Hello,
I have a full-text index defined on a database with 21,936,670 entries. I'm hitting a stack overflow error when I try to query the following (normalized) string with a fuzzy query:
"sajawandi, siraj al-din muhammad ibn muhammad, active 12th century. faraʼid al-sirajiyah"
The index entries look like this:
<d a="http://id.loc.gov/authorities/names/n2008037847"> <n>Sajāwandī, Sirāj al-Dīn Muḥammad ibn Muḥammad, active 12th century. Farāʼiḍ al-Sirājīyah</n> <d>12th cent.</d> </d>
If I create a new DB ("ftindex-test") with only that one entry and try the following lookup, it works:
ft:search( "ftindex-test", "sajawandi, siraj al-din muhammad ibn muhammad, active 12th century. faraʼid al-sirajiyah" , map {"mode": "phrase", "content": "entire", "fuzzy": true()} )/..
However, if I try the same query against the full index (with ~22 million entries), it fails with a stack overflow error:
[qtp1546693040-47] WARN org.eclipse.jetty.server.HttpChannel - /dba/query-eval java.lang.StackOverflowError at org.basex.index.query.FTIndexIterator$2.pos(FTIndexIterator.java:73) at org.basex.index.query.FTIndexIterator$2.pos(FTIndexIterator.java:74) ...
If I remove the "fuzzy" parameter, the query does work against the full index. Is this a bug, a known limitation here, or something that I'm missing?
Thanks in advance, Tim
-- Tim A. Thompson Metadata Librarian Yale University Library
Hi Tim,
[qtp1546693040-47] WARN org.eclipse.jetty.server.HttpChannel - /dba/query-eval java.lang.StackOverflowError at org.basex.index.query.FTIndexIterator$2.pos(FTIndexIterator.java:73) at org.basex.index.query.FTIndexIterator$2.pos(FTIndexIterator.java:74)
Could you share some more lines of the stack trace with us?

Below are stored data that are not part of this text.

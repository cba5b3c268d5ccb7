use std::fs::{self, File};
use std::io::{Read, Write};
use std::path::{Path, PathBuf};

use log::{debug, info, warn};

use crate::config::Layout;
use crate::models::ClassMetadata;
use crate::roster::{Roster, MAX_CLASS_SIZE};

use super::codec::{
    decode_count, decode_metadata, decode_records, encode_count, encode_metadata,
    encode_records, COUNT_SIZE, METADATA_SIZE, RECORD_SIZE,
};
use super::StoreError;

#[derive(Debug, Clone, Default, PartialEq, Eq)]
/// Everything a load hands back to the session.
pub struct ClassSnapshot {
    pub roster: Roster,
    pub metadata: Option<ClassMetadata>,
}

/// The persisted roster file. Each call opens, transfers, and closes the
/// file; nothing is held between operations.
#[derive(Debug, Clone)]
pub struct RosterFile {
    path: PathBuf,
    layout: Layout,
}

impl RosterFile {
    pub fn new(path: impl Into<PathBuf>, layout: Layout) -> Self {
        Self {
            path: path.into(),
            layout,
        }
    }

    pub fn path(&self) -> &Path {
        &self.path
    }

    /// Overwrite the file with `roster`. The classic layout stores only the
    /// record block, so `metadata` is ignored there.
    pub fn save(
        &self,
        roster: &Roster,
        metadata: Option<&ClassMetadata>,
    ) -> Result<(), StoreError> {
        let students = roster.students();
        let mut bytes = Vec::with_capacity(self.file_len(students.len()));

        if self.layout.has_metadata() {
            let count = u32::try_from(students.len())
                .map_err(|_| StoreError::TooManyRecords(students.len()))?;
            bytes.extend_from_slice(&encode_count(count));
        }
        bytes.extend_from_slice(&encode_records(students));
        if self.layout.has_metadata() {
            bytes.extend_from_slice(&encode_metadata(metadata));
        }

        if let Some(parent) = self.path.parent().filter(|p| !p.as_os_str().is_empty()) {
            fs::create_dir_all(parent).map_err(|source| self.open_error(source))?;
        }
        let mut file = File::create(&self.path).map_err(|source| self.open_error(source))?;
        file.write_all(&bytes)
            .and_then(|_| file.flush())
            .map_err(|source| StoreError::Write {
                path: self.path.clone(),
                source,
            })?;

        info!(
            "saved {} students to {}",
            students.len(),
            self.path.display()
        );
        Ok(())
    }

    /// Read the file back. The caller owns the replacement policy: on any
    /// error the session drops its roster rather than keep stale data.
    pub fn load(&self) -> Result<ClassSnapshot, StoreError> {
        let mut file = File::open(&self.path).map_err(|source| self.open_error(source))?;
        let mut bytes = Vec::new();
        file.read_to_end(&mut bytes)
            .map_err(|source| StoreError::Read {
                path: self.path.clone(),
                source,
            })?;
        debug!("read {} bytes from {}", bytes.len(), self.path.display());

        let snapshot = match self.layout {
            Layout::Classic => self.parse_classic(&bytes)?,
            Layout::Full => self.parse_full(&bytes)?,
        };
        info!(
            "loaded {} students from {}",
            snapshot.roster.count(),
            self.path.display()
        );
        Ok(snapshot)
    }

    /// Count comes from the file size; a partial trailing record is dropped.
    fn parse_classic(&self, bytes: &[u8]) -> Result<ClassSnapshot, StoreError> {
        self.check_class_size(bytes.len() / RECORD_SIZE)?;
        let leftover = bytes.len() % RECORD_SIZE;
        if leftover != 0 {
            warn!(
                "{} has {leftover} trailing bytes, ignoring partial record",
                self.path.display()
            );
        }
        Ok(ClassSnapshot {
            roster: Roster::from_records(decode_records(bytes)?),
            metadata: None,
        })
    }

    /// Count header, record block, metadata trailer. The header is checked
    /// against the class size cap and the file length before anything is
    /// allocated.
    fn parse_full(&self, bytes: &[u8]) -> Result<ClassSnapshot, StoreError> {
        if bytes.len() < COUNT_SIZE {
            return Err(self.truncated(COUNT_SIZE, bytes.len()));
        }
        let count = decode_count(&bytes[..COUNT_SIZE]) as usize;
        self.check_class_size(count)?;
        let expected = self.file_len(count);
        if bytes.len() < expected {
            return Err(self.truncated(expected, bytes.len()));
        }
        if bytes.len() > expected {
            warn!(
                "{} has {} unexpected trailing bytes",
                self.path.display(),
                bytes.len() - expected
            );
        }

        let records_end = COUNT_SIZE + count * RECORD_SIZE;
        let records = decode_records(&bytes[COUNT_SIZE..records_end])?;
        let metadata = decode_metadata(&bytes[records_end..records_end + METADATA_SIZE])?;
        Ok(ClassSnapshot {
            roster: Roster::from_records(records),
            metadata,
        })
    }

    /// Loads obey the same cap as `Roster::allocate`.
    fn check_class_size(&self, count: usize) -> Result<(), StoreError> {
        if count > MAX_CLASS_SIZE {
            return Err(StoreError::ClassTooLarge {
                path: self.path.clone(),
                count,
            });
        }
        Ok(())
    }

    fn file_len(&self, count: usize) -> usize {
        let block = count.saturating_mul(RECORD_SIZE);
        match self.layout {
            Layout::Classic => block,
            Layout::Full => block.saturating_add(COUNT_SIZE + METADATA_SIZE),
        }
    }

    fn open_error(&self, source: std::io::Error) -> StoreError {
        StoreError::Open {
            path: self.path.clone(),
            source,
        }
    }

    fn truncated(&self, expected: usize, found: usize) -> StoreError {
        StoreError::Truncated {
            path: self.path.clone(),
            expected: expected as u64,
            found: found as u64,
        }
    }
}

Thanks in advance Christian
Thanks, Christian. The rest of the stack trace was just many lines of "at org.basex.index.query.FTIndexIterator$2.pos(FTIndexIterator.java:74)" until the end:
[qtp1546693040-47] WARN org.eclipse.jetty.server.handler.ErrorHandler - Error page too large: 500 java.lang.StackOverflowError Request(POST // 10.5.157.229:10214/dba/query-eval)@7dcadc62 [qtp1546693040-47] INFO org.eclipse.jetty.server.handler.ErrorHandler - Disabling showsStacks for ErrorPageErrorHandler@53032c30{STARTED}
Best regards, Tim
-- Tim A. Thompson Metadata Librarian Yale University Library
On Fri, Jun 4, 2021 at 1:30 PM Christian Grün christian.gruen@gmail.com wrote:
Hi Tim,
[qtp1546693040-47] WARN org.eclipse.jetty.server.HttpChannel -
/dba/query-eval
java.lang.StackOverflowError at org.basex.index.query.FTIndexIterator$2.pos(FTIndexIterator.java:73) at org.basex.index.query.FTIndexIterator$2.pos(FTIndexIterator.java:74)
Could you share some more lines of the stack trace with us?
Thanks in advance Christian
Hi Tim,
I’m still trying to get this reproduced.
The error is caused by excessive recursive functions call. Out of interest, could you try to increase the size of the Java Stack Trace and see if the error persists? This can be achieved by assigning a large value to the JVM via the Xss flag [1]. You could e.g. add -Xss64m to the BASEX_JVM variable in the BaseX start scripts [2].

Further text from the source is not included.